Artrit İlaç Tedavisi

Artrit İlac Tedavisi

Doktorunuzun muhtemelen söyleyecekleri ve yapacakları

Itıhaplı, ya da, dejenerasyon yapıcı artritin tedavisi olmadı­ğından geleneksel tıp uygulayıcıları ağrı ve tutulma gibi be­lirtilen hafifletmeye, iltihabı azaltmaya, eklemin bozulması ve sağlamlığını yitirmesini önleme girişimlerine ve kullanı­ma izin vermeyecek derecede tutulmuş, ağrılı ve deforme olmuş durumdaki eklemleri değiştirmeye yoğunlaşmışlardır. Bunları üç ana tedavi kategorisinde gerçekleştirirler.
İlaç tedavisi
Fizik tedavisi
Cerrahi müdahale

Artrit İlaç tedavisi

Uygulamada her ilaç bir dereceye kadar toksiktir ve olum­suz yan etkileri vardır. Artrit tedavisinde kullanılan ilaçlar da bunun dışında değildir. Bir ilacın yararları ve riskleri arasın­daki denge dikkatle korunmalıdır. Böylece hasta ilacın yan etkilerinden hastalığınkilerden daha çok etkilenip acı çek­memiş olur.

Ağrı kesiciler

Romatoit artrit, ya da, osteoartrit hafif şiddette veya, başlangıç aşamasındayken, ihtiyaç duyulan tek şey ağrıyı din­direcek bir ilaçtır.

Aspirin uzun yıllardan beri tercih edilen ilaçtır, çünkü ilti­habı da azaltmaktadır, fakat büyük dozlarda alındığında mide bozuklukları, kanamaları ve ülserlerine, ya da, hırıltılı soluma ve kızartılara neden olabilir.
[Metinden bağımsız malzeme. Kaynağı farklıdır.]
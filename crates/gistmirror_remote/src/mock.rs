//! In-memory remote for tests.

use crate::client::RemoteApi;
use crate::error::{RemoteError, RemoteResult};
use crate::item::RemoteItem;
use async_trait::async_trait;
use parking_lot::Mutex;
use std::collections::{HashMap, HashSet};
use std::sync::atomic::{AtomicUsize, Ordering};
use std::time::Duration;

/// A mock remote collection for testing.
///
/// Serves a fixed listing and a URL→body map, can be told to fail the
/// listing or individual URLs, and counts every call it receives.
#[derive(Debug, Default)]
pub struct MockRemote {
    items: Mutex<Vec<RemoteItem>>,
    bodies: Mutex<HashMap<String, String>>,
    failing_urls: Mutex<HashSet<String>>,
    listing_status: Mutex<Option<u16>>,
    latency: Mutex<Duration>,
    listing_calls: AtomicUsize,
    raw_fetches: AtomicUsize,
    in_flight: AtomicUsize,
    max_in_flight: AtomicUsize,
}

impl MockRemote {
    /// Creates an empty mock remote.
    pub fn new() -> Self {
        Self::default()
    }

    /// Replaces the listing.
    pub fn set_items(&self, items: Vec<RemoteItem>) {
        *self.items.lock() = items;
    }

    /// Serves `body` for `url`.
    pub fn set_body(&self, url: impl Into<String>, body: impl Into<String>) {
        self.bodies.lock().insert(url.into(), body.into());
    }

    /// Makes fetches of `url` answer with HTTP 500.
    pub fn fail_url(&self, url: impl Into<String>) {
        self.failing_urls.lock().insert(url.into());
    }

    /// Makes fetches of `url` succeed again.
    pub fn restore_url(&self, url: &str) {
        self.failing_urls.lock().remove(url);
    }

    /// Makes the listing answer with `status`, or succeed again with `None`.
    pub fn set_listing_status(&self, status: Option<u16>) {
        *self.listing_status.lock() = status;
    }

    /// Delays every raw fetch, so concurrent fetches overlap.
    pub fn set_latency(&self, latency: Duration) {
        *self.latency.lock() = latency;
    }

    /// Number of listing calls received.
    pub fn listing_calls(&self) -> usize {
        self.listing_calls.load(Ordering::SeqCst)
    }

    /// Number of raw fetches received, failed ones included.
    pub fn raw_fetches(&self) -> usize {
        self.raw_fetches.load(Ordering::SeqCst)
    }

    /// Highest number of raw fetches observed in flight at once.
    pub fn max_in_flight(&self) -> usize {
        self.max_in_flight.load(Ordering::SeqCst)
    }

    /// Resets the call counters.
    pub fn reset_counters(&self) {
        self.listing_calls.store(0, Ordering::SeqCst);
        self.raw_fetches.store(0, Ordering::SeqCst);
        self.max_in_flight.store(0, Ordering::SeqCst);
    }
}

#[async_trait]
impl RemoteApi for MockRemote {
    async fn list_items(&self, username: &str) -> RemoteResult<Vec<RemoteItem>> {
        self.listing_calls.fetch_add(1, Ordering::SeqCst);
        if let Some(status) = *self.listing_status.lock() {
            return Err(RemoteError::Status {
                url: format!("mock://users/{username}/gists"),
                status,
            });
        }
        Ok(self.items.lock().clone())
    }

    async fn fetch_raw(&self, url: &str) -> RemoteResult<String> {
        self.raw_fetches.fetch_add(1, Ordering::SeqCst);
        let now = self.in_flight.fetch_add(1, Ordering::SeqCst) + 1;
        self.max_in_flight.fetch_max(now, Ordering::SeqCst);

        let latency = *self.latency.lock();
        if !latency.is_zero() {
            tokio::time::sleep(latency).await;
        }
        self.in_flight.fetch_sub(1, Ordering::SeqCst);

        if self.failing_urls.lock().contains(url) {
            return Err(RemoteError::Status {
                url: url.to_string(),
                status: 500,
            });
        }
        self.bodies
            .lock()
            .get(url)
            .cloned()
            .ok_or_else(|| RemoteError::NotFound(url.to_string()))
    }
}

#[cfg(test)]
mod tests {
    use super::*;
    use chrono::Utc;

    #[tokio::test]
    async fn mock_serves_listing_and_bodies() {
        let remote = MockRemote::new();
        remote.set_items(vec![RemoteItem::new("g1", Utc::now())]);
        remote.set_body("u1", "print(1)");

        assert_eq!(remote.list_items("octocat").await.unwrap().len(), 1);
        assert_eq!(remote.fetch_raw("u1").await.unwrap(), "print(1)");
        assert!(matches!(
            remote.fetch_raw("u2").await,
            Err(RemoteError::NotFound(_))
        ));
        assert_eq!(remote.listing_calls(), 1);
        assert_eq!(remote.raw_fetches(), 2);
    }

    #[tokio::test]
    async fn mock_failures() {
        let remote = MockRemote::new();
        remote.set_body("u1", "x");
        remote.fail_url("u1");
        remote.set_listing_status(Some(502));

        assert!(matches!(
            remote.fetch_raw("u1").await,
            Err(RemoteError::Status { status: 500, .. })
        ));
        assert!(matches!(
            remote.list_items("octocat").await,
            Err(RemoteError::Status { status: 502, .. })
        ));

        remote.set_listing_status(None);
        assert!(remote.list_items("octocat").await.is_ok());
    }

    #[tokio::test]
    async fn mock_reset_counters() {
        let remote = MockRemote::new();
        let _ = remote.fetch_raw("u").await;
        remote.reset_counters();
        assert_eq!(remote.raw_fetches(), 0);
        assert_eq!(remote.max_in_flight(), 0);
    }
}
Bu nedenle bugünlerde hafif artrit için analjezik (ağrı kesici) olarak genellikle para-setamol önerilmektedir, çünkü karaciğer zehirlenmesine yol açan aşırı dozda kullanım gerçekleşmedikçe hiçbir yan etki­si yoktur.

İltihap giderici ilaçlar

Örnek vaka

Elli iki yaşındaki Bayan Evans, elleri, omuzları ve dizle-rindeki zaman zaman akut halde olan ve gece uyumasını önleyen ağrılar için doktora gitti. Sabah başlangıçta tutulma olmuyordu. Doktoru ellerine baktığında parmak boğumları­nın kızarmış, şiş ve belirgin bir şekilde ağrılı olduğunu gör­dü. Kendisini nasıl hissettiğini sorduğunda hasta yüksek ateşli ve keyifsiz olduğunu söyledi.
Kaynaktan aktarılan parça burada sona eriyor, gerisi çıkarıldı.